A new selfie app can tell you your risk of getting pancreatic cancer.
With few detectable symptoms, pancreatic cancer is one of the most deadly. Patients have a nine percent chance of surviving five years.
Now, researchers at the University of Washington have devised a method to spot the only concrete sign: yellowing of the eyes.
BiliScreen uses a smartphone camera to detect increased levels of bilirubin (a yellow substance found in bile) in the white part of your eye – even if you can’t see it in a mirror.
Currently, the standard method to measure bilirubin levels is a blood test, but it is not routinely offered and can be costly.
Experts hope the app, which will be debuted on September 13 at a conference in Hawaii, could dramatically lower the rate of pancreatic cancer deaths.
Breakthrough? BiliScreen uses a smartphone camera to detect increased levels of bilirubin (a yellow substance found in bile) in the white part of your eye – even if you can’t see it in a mirror
In adults, the whites of the eyes are more sensitive than skin to changes in bilirubin levels.
It can be an early warning sign for pancreatic cancer, hepatitis or the generally harmless Gilbert’s syndrome, since all of them affect the body’s ability to control bile.
Unlike skin color, changes in the sclera are more consistent across all races and ethnicities.
Yet by the time people notice the yellowish discoloration in the sclera, bilirubin levels are already well past cause for concern.
‘The problem with pancreatic cancer is that by the time you’re symptomatic, it’s frequently too late,’ said lead author Alex Mariakakis, a doctoral student at the Paul G. Allen School of Computer Science & Engineering.
The UW team wondered if computer vision and machine learning tools could detect those color changes in the eye before humans can see them.
‘The hope is that if people can do this simple test once a month — in the privacy of their own homes — some might catch the disease early enough to undergo treatment that could save their lives,’ Mariakakis added.
The researchers hope the app could also potentially ease the burden on patients with pancreatic cancer who require frequent bilirubin monitoring.
In an initial clinical study of 70 people, the BiliScreen app — used in conjunction with a 3D printed box that controls the eye’s exposure to light — correctly identified cases of concern 89.7 percent of the time, compared to the blood test currently used.
BiliScreen builds on earlier work from the UW’s Ubiquitous Computing Lab, which previously developed BiliCam, a smartphone app that screens for newborn jaundice by taking a picture of a baby’s skin.
The app calculates the color from the sclera – based on the wavelengths of light that are being reflected and absorbed – and correlates it with bilirubin levels using algorithms
Using the app with the box accessory (pictured) – reminiscent of a Google Cardboard headset – led to slightly better results
A recent study in the journal Pediatrics showed BiliCam provided accurate estimates of bilirubin levels in 530 infants.
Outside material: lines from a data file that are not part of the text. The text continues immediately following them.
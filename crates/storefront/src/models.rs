//! Session-related types and keys.

/// Session keys for visitor and admin state.
pub mod session_keys {
    /// Key for the visitor's cart.
    pub const CART: &str = "cart";

    /// Key for the admin-mode flag, set after a successful login.
    pub const ADMIN_MODE: &str = "admin_mode";
}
Next steps for the research team include testing the app on a wider range of people at risk for jaundice and underlying conditions, as well as continuing to make usability improvements — including removing the need for accessories like the box and glasses.
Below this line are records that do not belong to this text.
//! Storefront configuration loaded from environment variables.
//!
//! # Environment Variables
//!
//! ## Required
//! - `PIXELPUNK_BASE_URL` - Public URL for the storefront
//! - `PIXELPUNK_ADMIN_PASSWORD_HASH` - Argon2 PHC hash of the admin password
//!
//! ## Optional
//! - `PIXELPUNK_HOST` - Bind address (default: 127.0.0.1)
//! - `PIXELPUNK_PORT` - Listen port (default: 3000)
//! - `PIXELPUNK_DATA_DIR` - Directory for the content cache (default: ./data)
//! - `VAULTDB_URL` - Hosted document store endpoint; omit to run offline
//! - `VAULTDB_API_KEY` - Document store project API key
//! - `CLOUDINARY_CLOUD_NAME` - Media CDN cloud; omit to disable uploads
//! - `CLOUDINARY_UPLOAD_PRESET` - Unsigned upload preset token
//! - `GEMINI_API_KEY` - Generative model API key; omit to disable the curator
//! - `GEMINI_ANALYSIS_MODEL` - Vision model id
//! - `GEMINI_IMAGE_MODEL` - Image generation model id
//! - `GEMINI_LIVE_MODEL` - Realtime audio model id
//! - `GEMINI_VOICE` - Prebuilt voice name for the live curator
//! - `SENTRY_DSN` - Sentry error tracking DSN
//! - `SENTRY_ENVIRONMENT` - Sentry environment name
//! - `SENTRY_SAMPLE_RATE` - Sentry error sample rate (default: 1.0)
//! - `SENTRY_TRACES_SAMPLE_RATE` - Sentry tracing sample rate (default: 0.0)

use std::net::{IpAddr, SocketAddr};
use std::path::PathBuf;

use secrecy::{ExposeSecret, SecretString};
use thiserror::Error;

use pixelpunk_content::RemoteStoreConfig;

/// Configuration errors that can occur during loading.
#[derive(Debug, Error)]
pub enum ConfigError {
    #[error("Missing environment variable: {0}")]
    MissingEnvVar(String),
    #[error("Invalid environment variable {0}: {1}")]
    InvalidEnvVar(String, String),
    #[error("Insecure secret in {0}: {1}")]
    InsecureSecret(String, String),
}

/// Storefront application configuration.
#[derive(Debug, Clone)]
pub struct StorefrontConfig {
    /// IP address to bind the server to
    pub host: IpAddr,
    /// Port to listen on
    pub port: u16,
    /// Public base URL for the storefront
    pub base_url: String,
    /// Directory holding the local content cache
    pub data_dir: PathBuf,
    /// Admin gate configuration
    pub admin: AdminConfig,
    /// Hosted document store; `None` runs cache/defaults only
    pub remote_store: Option<RemoteStoreConfig>,
    /// Media CDN; `None` disables admin uploads
    pub media: Option<MediaConfig>,
    /// AI curator; `None` hides the curator entirely
    pub curator: Option<CuratorConfig>,
    /// Sentry DSN for error tracking
    pub sentry_dsn: Option<String>,
    /// Sentry environment (e.g., "development", "production")
    pub sentry_environment: Option<String>,
    /// Sentry error sample rate (0.0 to 1.0)
    pub sentry_sample_rate: f32,
    /// Sentry traces sample rate for performance monitoring (0.0 to 1.0)
    pub sentry_traces_sample_rate: f32,
}

/// Admin gate configuration.
///
/// Implements `Debug` manually to redact the password hash.
#[derive(Clone)]
pub struct AdminConfig {
    /// Argon2 PHC-format hash of the admin password.
    pub password_hash: SecretString,
}

impl std::fmt::Debug for AdminConfig {
    fn fmt(&self, f: &mut std::fmt::Formatter<'_>) -> std::fmt::Result {
        f.debug_struct("AdminConfig")
            .field("password_hash", &"[REDACTED]")
            .finish()
    }
}

/// Media CDN configuration.
#[derive(Debug, Clone)]
pub struct MediaConfig {
    /// CDN cloud name (appears in upload and delivery URLs)
    pub cloud_name: String,
    /// Unsigned upload preset token
    pub upload_preset: String,
}

/// Generative model API configuration.
///
/// Implements `Debug` manually to redact the API key.
#[derive(Clone)]
pub struct CuratorConfig {
    /// API key for the hosted model service
    pub api_key: SecretString,
    /// Vision model for garment analysis
    pub analysis_model: String,
    /// Image generation model for concept renders
    pub image_model: String,
    /// Realtime audio model for the live curator
    pub live_model: String,
    /// Prebuilt voice name for the live curator
    pub voice: String,
}

impl std::fmt::Debug for CuratorConfig {
    fn fmt(&self, f: &mut std::fmt::Formatter<'_>) -> std::fmt::Result {
        f.debug_struct("CuratorConfig")
            .field("api_key", &"[REDACTED]")
            .field("analysis_model", &self.analysis_model)
            .field("image_model", &self.image_model)
            .field("live_model", &self.live_model)
            .field("voice", &self.voice)
            .finish()
    }
}

impl StorefrontConfig {
    /// Load configuration from environment variables.
    ///
    /// Calls `dotenvy::dotenv()` to load from `.env` file if present.
    ///
    /// # Errors
    ///
    /// Returns `ConfigError` if required variables are missing or invalid,
    /// or if the admin password hash is not an argon2 PHC string.
    pub fn from_env() -> Result<Self, ConfigError> {
        // Load .env file if present (ignore errors if not found)
        let _ = dotenvy::dotenv();

        let host = get_env_or_default("PIXELPUNK_HOST", "127.0.0.1")
            .parse::<IpAddr>()
            .map_err(|e| ConfigError::InvalidEnvVar("PIXELPUNK_HOST".to_string(), e.to_string()))?;
        let port = get_env_or_default("PIXELPUNK_PORT", "3000")
            .parse::<u16>()
            .map_err(|e| ConfigError::InvalidEnvVar("PIXELPUNK_PORT".to_string(), e.to_string()))?;
        let base_url = get_required_env("PIXELPUNK_BASE_URL")?;
        url::Url::parse(&base_url).map_err(|e| {
            ConfigError::InvalidEnvVar("PIXELPUNK_BASE_URL".to_string(), e.to_string())
        })?;
        let data_dir = PathBuf::from(get_env_or_default("PIXELPUNK_DATA_DIR", "./data"));

        let admin = AdminConfig {
            password_hash: get_admin_password_hash("PIXELPUNK_ADMIN_PASSWORD_HASH")?,
        };

        let remote_store = match get_optional_env("VAULTDB_URL") {
            Some(base_url) => Some(RemoteStoreConfig {
                base_url,
                api_key: SecretString::from(get_required_env("VAULTDB_API_KEY")?),
            }),
            None => None,
        };

        let media = match get_optional_env("CLOUDINARY_CLOUD_NAME") {
            Some(cloud_name) => Some(MediaConfig {
                cloud_name,
                upload_preset: get_required_env("CLOUDINARY_UPLOAD_PRESET")?,
            }),
            None => None,
        };

        let curator = get_optional_env("GEMINI_API_KEY").map(|api_key| CuratorConfig {
            api_key: SecretString::from(api_key),
            analysis_model: get_env_or_default("GEMINI_ANALYSIS_MODEL", "gemini-3-pro-preview"),
            image_model: get_env_or_default("GEMINI_IMAGE_MODEL", "imagen-4.0-generate-001"),
            live_model: get_env_or_default(
                "GEMINI_LIVE_MODEL",
                "gemini-2.5-flash-native-audio-preview-09-2025",
            ),
            voice: get_env_or_default("GEMINI_VOICE", "Zephyr"),
        });

        let sentry_sample_rate = parse_rate("SENTRY_SAMPLE_RATE", 1.0)?;
        let sentry_traces_sample_rate = parse_rate("SENTRY_TRACES_SAMPLE_RATE", 0.0)?;

        Ok(Self {
            host,
            port,
            base_url,
            data_dir,
            admin,
            remote_store,
            media,
            curator,
            sentry_dsn: get_optional_env("SENTRY_DSN"),
            sentry_environment: get_optional_env("SENTRY_ENVIRONMENT"),
            sentry_sample_rate,
            sentry_traces_sample_rate,
        })
    }

    /// Returns the socket address for binding the server.
    #[must_use]
    pub const fn socket_addr(&self) -> SocketAddr {
        SocketAddr::new(self.host, self.port)
    }

    /// Path of the local content cache file.
    #[must_use]
    pub fn cache_path(&self) -> PathBuf {
        self.data_dir.join(pixelpunk_content::cache::DEFAULT_CACHE_FILE)
    }
}

// =============================================================================
// Helper Functions
// =============================================================================

/// Get a required environment variable.
fn get_required_env(key: &str) -> Result<String, ConfigError> {
    std::env::var(key).map_err(|_| ConfigError::MissingEnvVar(key.to_string()))
}

/// Get an optional environment variable.
fn get_optional_env(key: &str) -> Option<String> {
    std::env::var(key).ok()
}

/// Get an environment variable with a default value.
fn get_env_or_default(key: &str, default: &str) -> String {
    std::env::var(key).unwrap_or_else(|_| default.to_string())
}

/// Parse a sample-rate variable in `0.0..=1.0`.
fn parse_rate(key: &str, default: f32) -> Result<f32, ConfigError> {
    match std::env::var(key) {
        Err(_) => Ok(default),
        Ok(raw) => {
            let rate = raw
                .parse::<f32>()
                .map_err(|e| ConfigError::InvalidEnvVar(key.to_string(), e.to_string()))?;
            if (0.0..=1.0).contains(&rate) {
                Ok(rate)
            } else {
                Err(ConfigError::InvalidEnvVar(
                    key.to_string(),
                    format!("must be between 0.0 and 1.0 (got {rate})"),
                ))
            }
        }
    }
}

/// Load the admin password hash and verify it is an argon2 PHC string.
///
/// Storing a plain password here would silently disable verification, so it
/// is rejected at startup.
fn get_admin_password_hash(key: &str) -> Result<SecretString, ConfigError> {
    let value = get_required_env(key)?;
    if !value.starts_with("$argon2") {
        return Err(ConfigError::InsecureSecret(
            key.to_string(),
            "must be an argon2 PHC hash (generate one with `px-cli admin hash-password`)"
                .to_string(),
        ));
    }
    let secret = SecretString::from(value);
    // Ensure the hash parses before the first login attempt needs it.
    argon2::PasswordHash::new(secret.expose_secret()).map_err(|e| {
        ConfigError::InsecureSecret(key.to_string(), format!("invalid PHC string: {e}"))
    })?;
    Ok(secret)
}

#[cfg(test)]
#[allow(clippy::unwrap_used, unsafe_code)]
mod tests {
    use super::*;

    /// A syntactically valid argon2id PHC string.
    const TEST_HASH: &str = "$argon2id$v=19$m=19456,t=2,p=1$uHx5dF5mUVZ5Q0pXc2JhYQ$3x1YIz6Zk9w6wMFlyH65ZR0A3Ou2sOcqieTLV64B2pE";

    #[test]
    fn test_admin_hash_rejects_plain_password() {
        unsafe { std::env::set_var("TEST_ADMIN_HASH_PLAIN", "hunter2") };
        let result = get_admin_password_hash("TEST_ADMIN_HASH_PLAIN");
        assert!(matches!(result, Err(ConfigError::InsecureSecret(_, _))));
    }

    #[test]
    fn test_admin_hash_rejects_malformed_phc() {
        unsafe { std::env::set_var("TEST_ADMIN_HASH_BAD", "$argon2id$not-a-hash") };
        let result = get_admin_password_hash("TEST_ADMIN_HASH_BAD");
        assert!(matches!(result, Err(ConfigError::InsecureSecret(_, _))));
    }

    #[test]
    fn test_admin_hash_accepts_phc() {
        unsafe { std::env::set_var("TEST_ADMIN_HASH_OK", TEST_HASH) };
        assert!(get_admin_password_hash("TEST_ADMIN_HASH_OK").is_ok());
    }

    #[test]
    fn test_parse_rate_bounds() {
        unsafe { std::env::set_var("TEST_RATE_HIGH", "1.5") };
        assert!(parse_rate("TEST_RATE_HIGH", 1.0).is_err());
        unsafe { std::env::set_var("TEST_RATE_OK", "0.25") };
        assert!((parse_rate("TEST_RATE_OK", 1.0).unwrap() - 0.25).abs() < f32::EPSILON);
        assert!((parse_rate("TEST_RATE_UNSET", 0.5).unwrap() - 0.5).abs() < f32::EPSILON);
    }

    #[test]
    fn test_socket_addr() {
        let config = StorefrontConfig {
            host: "127.0.0.1".parse().unwrap(),
            port: 3000,
            base_url: "http://localhost:3000".to_string(),
            data_dir: PathBuf::from("./data"),
            admin: AdminConfig {
                password_hash: SecretString::from(TEST_HASH),
            },
            remote_store: None,
            media: None,
            curator: None,
            sentry_dsn: None,
            sentry_environment: None,
            sentry_sample_rate: 1.0,
            sentry_traces_sample_rate: 0.0,
        };

        let addr = config.socket_addr();
        assert_eq!(addr.ip().to_string(), "127.0.0.1");
        assert_eq!(addr.port(), 3000);
    }

    #[test]
    fn test_admin_config_debug_redacts_hash() {
        let config = AdminConfig {
            password_hash: SecretString::from(TEST_HASH),
        };
        let debug_output = format!("{config:?}");
        assert!(debug_output.contains("[REDACTED]"));
        assert!(!debug_output.contains("argon2id"));
    }
}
‘This relatively small initial study shows the technology has promise,’ said co-author Dr. Jim Taylor, a professor in the UW Medicine Department of Pediatrics whose father died of pancreatic cancer at age 70.
‘Pancreatic cancer is a terrible disease with no effective screening right now,’ Taylor said.
‘Our goal is to have more people who are unfortunate enough to get pancreatic cancer to be fortunate enough to catch it in time to have surgery that gives them a better chance of survival.’
Co-authors include Allen School undergraduate student Megan A. Banks, research study coordinator Lauren Phillipi and assistant professor of medicine Lei Yu.
The research was funded by the National Science Foundation, the Coulter Foundation and endowment funds from the Washington Research Foundation.
HOW DOES THE APP WORK?
BiliScreen uses a smartphone’s built-in camera and flash to collect pictures of a person’s eye as they snap a selfie.
The team developed a computer vision system to automatically and effectively isolate the white parts of the eye, which is a valuable tool for medical diagnostics.
The app then calculates the color information from the sclera — based on the wavelengths of light that are being reflected and absorbed — and correlates it with bilirubin levels using machine learning algorithms.
To account for different lighting conditions, the team tested BiliScreen with two different accessories.
First, they tried paper glasses printed with colored squares to help calibrate color.
Second, they tried a 3-D printed box that blocks out ambient lighting.
Using the app with the box accessory — reminiscent of a Google Cardboard headset — led to slightly better results.